Ma a parte queste divergenze resta il fatto che, come diceva Fromm, da un linguaggio universale (anche se dimenticato) derivano vari “dialetti”, cioè varie versioni dei miti, delle fiabe, delle “storie” che gli uomini da sempre (si) raccontano. Ed allora è necessario trovare delle chiavi che siano in grado di cogliere sia l’aspetto universale dei fenomeni psichici sia le ragioni delle varietà regionali e locali, sia gli elementi del passato presenti nel nostro modo di vivere, sia infine le forme nuove sotto le quali si presentano tali elementi.
A mio modo di vedere l’esigenza (già espressa nel capitolo precedente) di un approccio interdisciplinare, è fondamentale in proposito, e mi sembrano importanti sia le pagine di J.P. Vernant sulle “ragioni del mito” ed il suo tentativo di vedere questo fenomeno a partire da un uso critico delle varie discipline che si sono avvicinate alla sua analisi, sia d’altra parte i lavori degli etnologi e degli studiosi della fiaba e del folklore intorno ai meccanismi di contaminazione reciproca delle varie forme del “raccontare orale” (Cirese, Lüthi, Milillo, Propp).
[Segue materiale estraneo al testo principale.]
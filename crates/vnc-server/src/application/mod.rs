//! Application layer: the capture and input use cases.
//!
//! # What lives here? (for beginners)
//!
//! This layer wires the pure translators from `vnc-core` to the outside
//! world through traits, without knowing which concrete implementation sits
//! behind each trait:
//!
//! - **`frame_capture`**  – Single-slot frame hand-off from the compositor
//!   callback to the publish loop, plus the shared framebuffer served to
//!   viewers.  The [`frame_capture::FrameRenderer`] trait hides the GPU.
//!
//! - **`inject_input`**   – Connection to the input service with death
//!   handling and lazy reconnect, and the device registry that picks
//!   touchscreen and keyboard ids.
//!
//! - **`remote_display`** – Session table and the per-viewer callbacks the
//!   protocol front-end invokes.
//!
//! - **`publish_loop`**   – The loop that requests frames and marks the
//!   framebuffer modified until the stop flag is cleared.
//!
//! Nothing in this layer opens sockets or touches the file system.

pub mod frame_capture;
pub mod inject_input;
pub mod publish_loop;
pub mod remote_display;
//! Display projection geometry for the mirrored virtual display.
//!
//! The compositor renders the device's layer stack into a virtual display
//! whose buffers become the served framebuffer.  The projection says which
//! part of the layer stack is captured (all of it) and where inside the
//! framebuffer it lands: scaled to fit, aspect ratio preserved, centred, with
//! black bars on the two remaining sides.
//!
//! ```text
//!   framebuffer (video size)
//!   ┌──────────────────────────┐
//!   │    │               │     │
//!   │    │  display_rect │     │  off_x = (video_w - out_w) / 2
//!   │    │               │     │
//!   └──────────────────────────┘
//! ```
//!
//! When `rotate` is requested the content is turned 90 degrees, so the fit is
//! computed against the video size with width and height swapped.

use serde::{Deserialize, Serialize};
use thiserror::Error;

/// Errors that can occur when computing a projection.
#[derive(Debug, Error, PartialEq)]
pub enum ProjectionError {
    /// The source display reported a zero dimension.
    #[error("display has empty geometry: {width}x{height}")]
    EmptyDisplay { width: u32, height: u32 },

    /// The orientation value is not a multiple of 90 degrees.
    #[error("invalid display orientation: {0} degrees")]
    InvalidOrientation(u32),
}

/// Physical display orientation.
#[derive(Debug, Clone, Copy, PartialEq, Eq, Hash, Default, Serialize, Deserialize)]
pub enum Orientation {
    #[default]
    Deg0,
    Deg90,
    Deg180,
    Deg270,
}

impl Orientation {
    /// Parses an orientation given in degrees (0, 90, 180, 270).
    ///
    /// # Errors
    ///
    /// Returns [`ProjectionError::InvalidOrientation`] for any other value.
    pub fn from_degrees(degrees: u32) -> Result<Self, ProjectionError> {
        match degrees {
            0 => Ok(Orientation::Deg0),
            90 => Ok(Orientation::Deg90),
            180 => Ok(Orientation::Deg180),
            270 => Ok(Orientation::Deg270),
            other => Err(ProjectionError::InvalidOrientation(other)),
        }
    }

    pub fn degrees(self) -> u32 {
        match self {
            Orientation::Deg0 => 0,
            Orientation::Deg90 => 90,
            Orientation::Deg180 => 180,
            Orientation::Deg270 => 270,
        }
    }

    /// Returns `true` for the two sideways orientations.
    pub fn is_sideways(self) -> bool {
        matches!(self, Orientation::Deg90 | Orientation::Deg270)
    }
}

/// Characteristics of the physical display being mirrored.
#[derive(Debug, Clone, Copy, PartialEq, Eq)]
pub struct DisplayInfo {
    pub width: u32,
    pub height: u32,
    pub orientation: Orientation,
}

impl DisplayInfo {
    /// Returns `true` if the device is currently rotated sideways.
    pub fn is_rotated(&self) -> bool {
        self.orientation.is_sideways()
    }

    /// Native video size: the display size in its current orientation.
    pub fn native_video_size(&self) -> (u32, u32) {
        if self.is_rotated() {
            (self.height, self.width)
        } else {
            (self.width, self.height)
        }
    }
}

/// Axis-aligned rectangle with exclusive right/bottom edges.
#[derive(Debug, Clone, Copy, PartialEq, Eq, Default)]
pub struct Rect {
    pub left: u32,
    pub top: u32,
    pub right: u32,
    pub bottom: u32,
}

impl Rect {
    pub fn from_size(width: u32, height: u32) -> Self {
        Self {
            left: 0,
            top: 0,
            right: width,
            bottom: height,
        }
    }

    pub fn width(&self) -> u32 {
        self.right - self.left
    }

    pub fn height(&self) -> u32 {
        self.bottom - self.top
    }
}

/// Where the layer stack lands inside the served framebuffer.
#[derive(Debug, Clone, Copy, PartialEq, Eq)]
pub struct DisplayProjection {
    /// Orientation applied to the virtual display (0 or 90 degrees).
    pub orientation: Orientation,
    /// Captured region of the layer stack; always the whole source.
    pub layer_stack: Rect,
    /// Destination region, in projected (possibly rotated) video coordinates.
    pub display_rect: Rect,
    pub framebuffer_width: u32,
    pub framebuffer_height: u32,
}

impl DisplayProjection {
    /// Computes the projection of `display` into a `video_width` × `video_height`
    /// framebuffer.  A zero video dimension means "native size".
    ///
    /// # Errors
    ///
    /// Returns [`ProjectionError::EmptyDisplay`] if the display has no area.
    pub fn compute(
        display: &DisplayInfo,
        video_width: u32,
        video_height: u32,
        rotate: bool,
    ) -> Result<Self, ProjectionError> {
        if display.width == 0 || display.height == 0 {
            return Err(ProjectionError::EmptyDisplay {
                width: display.width,
                height: display.height,
            });
        }

        let (source_w, source_h) = display.native_video_size();
        let framebuffer_width = if video_width == 0 { source_w } else { video_width };
        let framebuffer_height = if video_height == 0 { source_h } else { video_height };

        let (video_w, video_h) = if rotate {
            (framebuffer_height, framebuffer_width)
        } else {
            (framebuffer_width, framebuffer_height)
        };

        // Integer form of `video_w * (source_h / source_w)`.
        let (vw, vh, sw, sh) = (
            u64::from(video_w),
            u64::from(video_h),
            u64::from(source_w),
            u64::from(source_h),
        );
        let fitted_h = vw * sh / sw;
        let (out_w, out_h) = if vh > fitted_h {
            (vw, fitted_h)
        } else {
            (vh * sw / sh, vh)
        };
        let (out_w, out_h) = (out_w as u32, out_h as u32);

        let off_x = (video_w - out_w) / 2;
        let off_y = (video_h - out_h) / 2;

        Ok(Self {
            orientation: if rotate {
                Orientation::Deg90
            } else {
                Orientation::Deg0
            },
            layer_stack: Rect::from_size(source_w, source_h),
            display_rect: Rect {
                left: off_x,
                top: off_y,
                right: off_x + out_w,
                bottom: off_y + out_h,
            },
            framebuffer_width,
            framebuffer_height,
        })
    }
}

// ── Tests ─────────────────────────────────────────────────────────────────────
//! RemoteDisplayServer: bridges protocol callbacks to the translators and
//! the input service.
//!
//! The protocol front-end (see `infrastructure::rfb`) owns the sockets and
//! calls into this type:
//!
//! ```text
//! client connects     ──▶ on_client_connected()    ──▶ new Session in table
//! PointerEvent        ──▶ on_pointer_event(handle) ──▶ PointerTranslator ──▶ inject
//! KeyEvent            ──▶ on_key_event(handle)     ──▶ KeyTranslator     ──▶ inject
//! client disconnects  ──▶ on_client_disconnected() ──▶ Session removed
//! publish loop tick   ──▶ mark_modified()          ──▶ writers flush frame
//! ```
//!
//! Sessions live in a table keyed by [`ClientHandle`].  A handle is never
//! reused, so late events for a removed session are simply dropped.

use std::collections::HashMap;
use std::sync::atomic::{AtomicU64, Ordering};
use std::sync::{Arc, Mutex, MutexGuard, PoisonError};

use tracing::{debug, info};
use uuid::Uuid;
use vnc_core::input::monotonic_now_ns;
use vnc_core::{
    ButtonMask, ClientHandle, InputEvent, KeyEvent, KeyTranslator, MotionEvent, Session,
};

use super::frame_capture::SharedFramebuffer;
use super::inject_input::{InputDeviceRegistry, InputInjectionClient};

/// Counters for input that did not reach the device.
#[derive(Debug, Default)]
pub struct InputStats {
    injected: AtomicU64,
    dropped: AtomicU64,
    untranslated: AtomicU64,
}

/// Point-in-time copy of [`InputStats`].
#[derive(Debug, Clone, Copy, Default, PartialEq, Eq)]
pub struct InputStatsSnapshot {
    /// Events the service accepted.
    pub injected: u64,
    /// Events built but not accepted (disconnected, rejected, RPC error).
    pub dropped: u64,
    /// Viewer messages that produced no event (modifiers, hover, unknown keysyms).
    pub untranslated: u64,
}

impl InputStats {
    pub fn snapshot(&self) -> InputStatsSnapshot {
        InputStatsSnapshot {
            injected: self.injected.load(Ordering::Relaxed),
            dropped: self.dropped.load(Ordering::Relaxed),
            untranslated: self.untranslated.load(Ordering::Relaxed),
        }
    }
}

/// Per-display state shared by every connected viewer.
pub struct RemoteDisplayServer {
    desktop_name: String,
    framebuffer: Arc<SharedFramebuffer>,
    injector: InputInjectionClient,
    devices: InputDeviceRegistry,
    sessions: Mutex<HashMap<ClientHandle, Session>>,
    stats: InputStats,
}

impl RemoteDisplayServer {
    pub fn new(
        desktop_name: impl Into<String>,
        framebuffer: Arc<SharedFramebuffer>,
        injector: InputInjectionClient,
    ) -> Self {
        let devices = InputDeviceRegistry::new(injector.clone());
        Self {
            desktop_name: desktop_name.into(),
            framebuffer,
            injector,
            devices,
            sessions: Mutex::new(HashMap::new()),
            stats: InputStats::default(),
        }
    }

    pub fn desktop_name(&self) -> &str {
        &self.desktop_name
    }

    pub fn framebuffer(&self) -> &Arc<SharedFramebuffer> {
        &self.framebuffer
    }

    pub fn session_count(&self) -> usize {
        self.sessions().len()
    }

    pub fn stats(&self) -> InputStatsSnapshot {
        self.stats.snapshot()
    }

    fn sessions(&self) -> MutexGuard<'_, HashMap<ClientHandle, Session>> {
        self.sessions.lock().unwrap_or_else(PoisonError::into_inner)
    }

    /// Registers a new viewer and returns its handle.
    ///
    /// Connects the input service if needed and resolves the device ids used
    /// for this viewer's events.
    pub fn on_client_connected(&self) -> ClientHandle {
        let handle = Uuid::new_v4();
        self.sessions().insert(handle, Session::new());

        if self.injector.connect() {
            let caps = self.devices.capabilities();
            info!(
                client = %handle,
                touchscreen = %caps.touchscreen,
                keyboard = %caps.keyboard,
                "client connected"
            );
        } else {
            info!(client = %handle, "client connected; input service unavailable");
        }
        handle
    }

    /// Releases the viewer's session.
    pub fn on_client_disconnected(&self, handle: ClientHandle) {
        if self.sessions().remove(&handle).is_some() {
            info!(client = %handle, "client disconnected");
        }
    }

    /// Handles a PointerEvent message.
    pub fn on_pointer_event(&self, handle: ClientHandle, button_mask: u8, x: u16, y: u16) {
        let intent = {
            let mut sessions = self.sessions();
            let Some(session) = sessions.get_mut(&handle) else {
                debug!(client = %handle, "pointer event for unknown client");
                return;
            };
            session.apply_pointer(ButtonMask(button_mask), x, y)
        };

        let Some(intent) = intent else {
            self.stats.untranslated.fetch_add(1, Ordering::Relaxed);
            return;
        };
        let device = self.devices.capabilities().touchscreen;
        debug!(client = %handle, ?intent, x, y, "pointer");
        self.submit(InputEvent::Motion(MotionEvent::from_intent(
            intent,
            device,
            x,
            y,
            monotonic_now_ns(),
        )));
    }

    /// Handles a KeyEvent message.
    pub fn on_key_event(&self, handle: ClientHandle, down: bool, keysym: u32) {
        let intent = {
            let mut sessions = self.sessions();
            let Some(session) = sessions.get_mut(&handle) else {
                debug!(client = %handle, "key event for unknown client");
                return;
            };
            KeyTranslator::translate(down, keysym, session)
        };

        let Some(intent) = intent else {
            self.stats.untranslated.fetch_add(1, Ordering::Relaxed);
            return;
        };
        let device = self.devices.capabilities().keyboard;
        debug!(client = %handle, key = ?intent.key_code, down, "key");
        self.submit(InputEvent::Key(KeyEvent::from_intent(
            intent,
            device,
            monotonic_now_ns(),
        )));
    }

    fn submit(&self, event: InputEvent) {
        if self.injector.inject(&event) {
            self.stats.injected.fetch_add(1, Ordering::Relaxed);
            return;
        }
        self.stats.dropped.fetch_add(1, Ordering::Relaxed);
        if !self.injector.is_connected() {
            self.injector.reconnect_in_background();
        }
    }

    /// Marks the whole framebuffer modified so every viewer gets the frame.
    pub fn mark_modified(&self) {
        self.framebuffer.mark_modified();
    }
}

// ── Tests ─────────────────────────────────────────────────────────────────────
Queste considerazioni, viste nell’ottica del rapporto fra mito, fiaba ed altri elementi del “raccontare orale”, a mio avviso ci potrebbero portare a formulare la seguente ipotesi:
– la presenza in occidente (nella Grecia antica) di una filosofia basata sul mythos, trasmessa oralmente, che era la filosofia dominante nella Grecia preistorica;
– la possibilità che tale filosofia, pur ponendosi problemi universali, abbia avuto fin dall’inizio una certa tendenza, favorita dalla trasmissione orale[1], alla scomposizione del mythos in tanti “dialetti mitologici”, corrispondenti a esigenze di modulazione su base cultural-specifica dei temi di fondo posti dal mythos (I‘opera di Graves può essere vista come un tentativo di ricerca che va in questo senso);
– l’ipotesi, sempre di Graves, che tale modulazione avvenisse come per condensazione di vari elementi del raccontare orale, diversi da luogo a luogo, e perciò forieri di varianti locali, sempre originali e specifiche, ma sempre riferibili ad un senso “universale”;
– la nascita della filosofia greca del logos da una parte, e la cristallizzazione dei miti nella tragedia e nella letteratura greca e latina dell’altra, come testimonianza dell’emergere di una nuova forma di pensiero e di vita materiale (il pensiero logico della filosofia occidentale) e dell’inizio di un processo di eclissi del mito;
– l’emergere della fiaba come fenomeno apparentato probabilmente al mito, e sicuramente ad altre forme del raccontare orale, che in ultima istanza è da riconnettersi all’estendersi nel mondo materiale della civiltà del fare e del trasformare, e del pensiero razionale ad essa connesso[2];
– l’ipotesi che un processo di regionalizzazione e di restrizione dell’udienza delle fiabe (dalla comunità nella sua interezza ai soli bambini) dia luogo, come per i miti, a processi di condensazione e di spostamento che, come vedremo meglio nei due capitoli successivi, determinano le varianti locali e, al limite, ‘familiari’ delle varie fiabe;
– ed infine il rischio attuale di allontanamento, se non di estraneazione dalla primitiva religione del mythos, e dalla più recente filosofia delle fiabe, e la psicoanalisi come chiave che può riaprire le porte del sogno, della fiaba e del mito, nella misura in cui però non opponga individuo e società, ma cerchi nella dimensione individuale l’elemento gruppale, e nella società la rappresentazione di quegli elementi individuali, comuni a tutti gli uomini, che permettono, nonostante la babele dei dialetti, una comprensione di tutti.
Bibliografia
- Carloni G. 1963, La fiaba alla luce della psicoanalisi, da “Rivista della psicoanalisi, Anno IX, Maggio-Agosto.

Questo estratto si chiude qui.